In short, many so-called Berlin School directors neither hail from, nor learned their filmmaking skills in, Berlin (even though most of them have moved there by now). Nor, I hasten to add, are many Berlin School films about, or even set in, Berlin; in fact, one of the more interesting aspects of these films is their willingness to encounter spaces outside of Germany’s urban centers. Still, the label has unquestionably become part of the daily vocabulary of German film critics—so much so that discussions of the merits of individual films are often subordinated to considerations of them as examples of this school. That this de-singularization is something neither filmmakers nor more adventurous film critics are particularly fond of is understandable. Symptomatically, Olaf Möller claims in his program notes for “A German Cinema,” a side series he curated for the 2007 Indie Lisboa Film Festival, that he did not include certain directors usually associated with the Berlin School at least partially because he did not want to perpetuate already existing prejudices. He points out the danger involved in pigeonholing these directors, citing the reception of the latest films by Arslan, Schanelec, and Petzold (Ferien [Vacation], Nachmittag [Afternoon], and Yella, respectively), which were often discussed upon their premiere at the “Berlinale” in 2007 only in relation to each other rather than based on their own, individual merits.

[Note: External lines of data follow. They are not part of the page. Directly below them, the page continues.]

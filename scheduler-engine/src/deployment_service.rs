// scheduler-engine/src/deployment_service.rs
// ============================================================================
// Module: Fleet Scheduler Deployment Service
// Description: Deployment lifecycle attached to an environment.
// Purpose: Create/promote/update deployments, enforcing lifecycle and
//          uniqueness invariants through the environment store's
//          compare-and-swap validator.
// Dependencies: scheduler-core, scheduler-facade
// ============================================================================

//! ## Overview
//! Deployments live embedded in their environment record, so every
//! deployment-lifecycle transition is a single atomic read-modify-write
//! over the *environment*.
//! Facade calls (starting tasks) cannot run inside the store's synchronous
//! `validate` closure, so promotion is two-phase: a CAS first moves the
//! deployment to `in-progress` with its target count, then placement calls
//! run against the facade, then a second CAS records per-instance placement
//! outcomes via [`DeploymentService::update_in_progress_deployment`].

// ============================================================================
// SECTION: Imports
// ============================================================================

use scheduler_core::Clock;
use scheduler_core::ClusterRef;
use scheduler_core::Deployment;
use scheduler_core::DeploymentId;
use scheduler_core::DeploymentStatus;
use scheduler_core::EngineError;
use scheduler_core::Environment;
use scheduler_core::EnvironmentName;
use scheduler_core::InstanceArn;
use scheduler_core::Store;
use scheduler_core::TaskDefinitionArn;
use scheduler_core::Token;
use scheduler_facade::EcsFacade;
use scheduler_facade::StartTaskRequest;

use crate::errors::fatal;
use crate::errors::from_store_error;
use crate::errors::not_found;
use crate::errors::unexpected_status;
use crate::ids::IdGenerator;

// ============================================================================
// SECTION: Deployment Service
// ============================================================================

/// Deployment lifecycle operations for environments backed by `S`, placing
/// tasks through `F` and timestamping with `C`.
pub struct DeploymentService<S, F, C> {
    store: S,
    facade: F,
    clock: C,
    ids: IdGenerator,
}

impl<S, F, C> DeploymentService<S, F, C>
where
    S: Store<Environment>,
    F: EcsFacade,
    C: Clock,
{
    /// Creates a deployment service over `store`, placing tasks through
    /// `facade` and timestamping with `clock`.
    pub fn new(store: S, facade: F, clock: C) -> Self {
        Self { store, facade, clock, ids: IdGenerator::new() }
    }

    async fn environment(&self, env_name: &EnvironmentName) -> Result<Option<Environment>, EngineError> {
        self.store.get(env_name.as_str()).await.map_err(from_store_error)
    }

    /// Creates a new pending deployment for `env_name`, idempotent on
    /// `token`.
    ///
    /// # Errors
    ///
    /// Returns [`EngineError::NotFound`] when the environment is absent, or
    /// [`EngineError::BadRequest`] when `token` is stale, a deployment for
    /// this token already exists, or a deployment is already
    /// pending/in-progress.
    pub async fn create_deployment(
        &self,
        env_name: &EnvironmentName,
        token: &Token,
    ) -> Result<Environment, EngineError> {
        let now = self.clock.now();
        let new_id = self.ids.next_deployment_id();
        let new_token = self.ids.next_token();
        let env_label = env_name.clone();
        let token = token.clone();
        self.store
            .put(env_name.as_str(), move |current| {
                let Some(mut env) = current else {
                    return Err(not_found(format!("environment {env_label}")));
                };
                if env.token != token {
                    return Err(format!("stale token for environment {env_label}"));
                }
                if env.deployments.values().any(|deployment| deployment.token == token) {
                    return Err(format!("a deployment for token {token} already exists"));
                }
                if env.pending_deployment_id.is_some() || env.in_progress_deployment_id.is_some() {
                    return Err("a deployment is already pending or in-progress".to_string());
                }
                let deployment =
                    Deployment::new_pending(new_id.clone(), env.desired_task_definition.clone(), token.clone(), now);
                env.pending_deployment_id = Some(new_id.clone());
                env.deployments.insert(new_id.clone(), deployment);
                env.token = new_token.clone();
                Ok(env)
            })
            .await
            .map_err(from_store_error)
    }

    /// Returns the in-progress deployment for `env_name`, if any.
    ///
    /// # Errors
    ///
    /// Returns [`EngineError`] when the store cannot be read.
    pub async fn in_progress_deployment(
        &self,
        env_name: &EnvironmentName,
    ) -> Result<Option<Deployment>, EngineError> {
        Ok(self
            .environment(env_name)
            .await?
            .and_then(|env| env.in_progress_deployment_id.and_then(|id| env.deployments.get(&id).cloned())))
    }

    /// Returns the pending deployment for `env_name`, if any.
    ///
    /// # Errors
    ///
    /// Returns [`EngineError`] when the store cannot be read.
    pub async fn pending_deployment(&self, env_name: &EnvironmentName) -> Result<Option<Deployment>, EngineError> {
        Ok(self
            .environment(env_name)
            .await?
            .and_then(|env| env.pending_deployment_id.and_then(|id| env.deployments.get(&id).cloned())))
    }

    /// Returns a single deployment by id, if it exists within `env_name`.
    ///
    /// # Errors
    ///
    /// Returns [`EngineError`] when the store cannot be read.
    pub async fn deployment(
        &self,
        env_name: &EnvironmentName,
        id: &DeploymentId,
    ) -> Result<Option<Deployment>, EngineError> {
        Ok(self.environment(env_name).await?.and_then(|env| env.deployments.get(id).cloned()))
    }

    /// Lists every deployment recorded for `env_name`, in store order.
    ///
    /// # Errors
    ///
    /// Returns [`EngineError`] when the store cannot be read.
    pub async fn list_deployments(&self, env_name: &EnvironmentName) -> Result<Vec<Deployment>, EngineError> {
        Ok(self
            .environment(env_name)
            .await?
            .map(|env| env.deployments.into_values().collect())
            .unwrap_or_default())
    }

    /// Lists every deployment for `env_name` sorted by start time descending,
    /// ties broken by id descending.
    ///
    /// # Errors
    ///
    /// Returns [`EngineError`] when the store cannot be read.
    pub async fn list_deployments_reverse_chronological(
        &self,
        env_name: &EnvironmentName,
    ) -> Result<Vec<Deployment>, EngineError> {
        Ok(self
            .environment(env_name)
            .await?
            .map(|env| env.deployments_reverse_chronological().into_iter().cloned().collect())
            .unwrap_or_default())
    }

    /// Promotes the pending deployment to in-progress over exactly
    /// `instance_arns`, then places one task per instance.
    ///
    /// # Errors
    ///
    /// Returns [`EngineError::NotFound`] when the environment is absent, or
    /// [`EngineError::UnexpectedStatus`] when there is no pending deployment
    /// to promote or one is already in-progress.
    pub async fn start_deployment(
        &self,
        env_name: &EnvironmentName,
        instance_arns: &[InstanceArn],
    ) -> Result<Environment, EngineError> {
        let desired_count = desired_task_count(instance_arns.len());
        let env_label = env_name.clone();
        let promoted = self
            .store
            .put(env_name.as_str(), move |current| {
                let Some(mut env) = current else {
                    return Err(not_found(format!("environment {env_label}")));
                };
                let Some(pending_id) = env.pending_deployment_id.clone() else {
                    return Err(unexpected_status("no pending deployment to promote"));
                };
                if env.in_progress_deployment_id.is_some() {
                    return Err(unexpected_status("a deployment is already in-progress"));
                }
                let Some(deployment) = env.deployments.get_mut(&pending_id) else {
                    return Err(fatal(format!("dangling pending deployment id {pending_id}")));
                };
                deployment.status = DeploymentStatus::InProgress;
                deployment.desired_task_count = desired_count;
                env.pending_deployment_id = None;
                env.in_progress_deployment_id = Some(pending_id);
                Ok(env)
            })
            .await
            .map_err(from_store_error)?;
        self.place_and_record_failures(env_name, promoted, instance_arns).await
    }

    /// Creates and promotes a sub-deployment targeting exactly
    /// `new_instances`, bypassing the pending slot entirely.
    ///
    /// Requires no deployment is currently in-progress: this implementation
    /// keeps the single-in-progress invariant absolute and surfaces
    /// contention as `unexpected-status`, which the dispatcher absorbs like
    /// any other promotion race (see `DESIGN.md`).
    ///
    /// # Errors
    ///
    /// Returns [`EngineError::NotFound`] when the environment is absent, or
    /// [`EngineError::UnexpectedStatus`] when a deployment is already
    /// in-progress.
    pub async fn create_sub_deployment(
        &self,
        env_name: &EnvironmentName,
        new_instances: &[InstanceArn],
    ) -> Result<Environment, EngineError> {
        let now = self.clock.now();
        let new_id = self.ids.next_deployment_id();
        let desired_count = desired_task_count(new_instances.len());
        let env_label = env_name.clone();
        let promoted = self
            .store
            .put(env_name.as_str(), move |current| {
                let Some(mut env) = current else {
                    return Err(not_found(format!("environment {env_label}")));
                };
                if env.in_progress_deployment_id.is_some() {
                    return Err(unexpected_status("a deployment is already in-progress"));
                }
                let mut deployment = Deployment::new_pending(
                    new_id.clone(),
                    env.desired_task_definition.clone(),
                    env.token.clone(),
                    now,
                );
                deployment.status = DeploymentStatus::InProgress;
                deployment.desired_task_count = desired_count;
                env.in_progress_deployment_id = Some(new_id.clone());
                env.deployments.insert(new_id.clone(), deployment);
                Ok(env)
            })
            .await
            .map_err(from_store_error)?;
        self.place_and_record_failures(env_name, promoted, new_instances).await
    }

    /// Persists the worker's updated in-progress deployment record.
    ///
    /// If `dep.status` is `completed`, the deployment moves out of the
    /// in-progress slot and `end_time` is backstopped to the service's clock
    /// when the caller left it unset. Otherwise the existing record is
    /// overwritten in place.
    ///
    /// # Errors
    ///
    /// Returns [`EngineError::NotFound`] when the environment is absent, or
    /// [`EngineError::UnexpectedStatus`] when `dep.id` is not the
    /// environment's current in-progress deployment (a benign race the
    /// worker absorbs).
    pub async fn update_in_progress_deployment(
        &self,
        env_name: &EnvironmentName,
        dep: Deployment,
    ) -> Result<Environment, EngineError> {
        let now = self.clock.now();
        let env_label = env_name.clone();
        self.store
            .put(env_name.as_str(), move |current| {
                let Some(mut env) = current else {
                    return Err(not_found(format!("environment {env_label}")));
                };
                if env.in_progress_deployment_id.as_ref() != Some(&dep.id) {
                    return Err(unexpected_status(format!(
                        "deployment {} is not the in-progress deployment",
                        dep.id
                    )));
                }
                let mut dep = dep.clone();
                if dep.status == DeploymentStatus::Completed {
                    if dep.end_time.is_none() {
                        dep.end_time = Some(now);
                    }
                    env.in_progress_deployment_id = None;
                }
                env.deployments.insert(dep.id.clone(), dep);
                Ok(env)
            })
            .await
            .map_err(from_store_error)
    }

    async fn place_and_record_failures(
        &self,
        env_name: &EnvironmentName,
        promoted: Environment,
        instances: &[InstanceArn],
    ) -> Result<Environment, EngineError> {
        let deployment_id = promoted
            .in_progress_deployment_id
            .clone()
            .ok_or_else(|| EngineError::Fatal("promotion did not record an in-progress deployment".to_string()))?;
        let deployment = promoted
            .deployments
            .get(&deployment_id)
            .ok_or_else(|| {
                EngineError::Fatal(format!("promoted deployment {deployment_id} missing from environment"))
            })?
            .clone();
        let failed_instances =
            self.place_tasks(&promoted.cluster, &deployment.task_definition, &deployment_id, instances).await;
        let mut updated = deployment;
        updated.failed_instances = failed_instances;
        self.update_in_progress_deployment(env_name, updated).await
    }

    /// Starts one task per instance, returning the instances whose placement
    /// failed (always a subset of the targeted instances).
    async fn place_tasks(
        &self,
        cluster: &ClusterRef,
        task_definition: &TaskDefinitionArn,
        deployment_id: &DeploymentId,
        instances: &[InstanceArn],
    ) -> Vec<InstanceArn> {
        let mut failed = Vec::new();
        for instance in instances {
            let request = StartTaskRequest {
                cluster: cluster.clone(),
                task_definition: task_definition.clone(),
                container_instance: instance.clone(),
                started_by: Some(deployment_id.clone()),
            };
            if self.facade.start_task(request).await.is_err() {
                failed.push(instance.clone());
            }
        }
        failed
    }
}

fn desired_task_count(len: usize) -> u32 {
    u32::try_from(len).unwrap_or(u32::MAX)
}

// ============================================================================
// SECTION: Tests
// ============================================================================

Agreeing with Möller’s concerns, I still think the label remains useful because it enables the description and even advocacy of a cinema that otherwise finds itself ignored by a mainstream press more concerned with the latest box office numbers than with challenging its readers to seek out films that actively try to re-envision what German cinema could be(come). So what are these films like? Oskar Roehler, one of Germany’s foremost directors of the post-wall era who decidedly does not belong to the Berlin School, characterizes these films as recalcitrant and stern. According to him, nothing much happens in films such as Arslan’s Mach die Musik leiser (1994), Schanelec’s Plätze in den Städten (Places in Cities, 1998), Petzold’s Die innere Sicherheit (The State I Am In, 2000), Grisebach’s Mein Stern (Be My Star, 2001), Hochhäusler’s Falscher Bekenner (Low Profile a.k.a. I’m Guilty, 2005), or Köhler’s Montag kommen die Fenster (Windows on Monday, 2006). Instead, so Roehler, these films are slow and dreary, feature hardly any dialogue, are admired by critics—and attract 5,000-10,000 viewers. Indeed, box office receipts confirm Roehler’s negative assessment. For instance, whereas films such as Downfall, Michael “Bully” Herbig’s (T)raumschiff Surprise (2004), and Tom Tykwer’s Das Parfum—Die Geschichte eines Mörders (Perfume—Story of a Murderer, 2006) attracted 4.6, 9.1, and 5.5 million theatrical viewers, respectively, Jan Krüger’s Unterwegs (En Route, 2004) was seen in Germany by merely 1,200 theatrical viewers, Winckler’s 1st feature, Klassenfahrt (School Trip, 2002) by 2,300, Schanelec’s Marseille by 3,100, Low Profile by 6,600, Heisenberg’s Schläfer (Sleeper, 2005) by 10,600, Grisebach’s Sehnsucht (Longing, 2006) by 22,500, and Petzold’s Gespenster (Ghosts, 2005) by 40,000. Only Petzold’s The State I Am In, the winner of the German film award in 2001, found a considerably broader theatergoing audience, attracting a respectable 120,000 viewers, which makes it the most successful Berlin School film to date.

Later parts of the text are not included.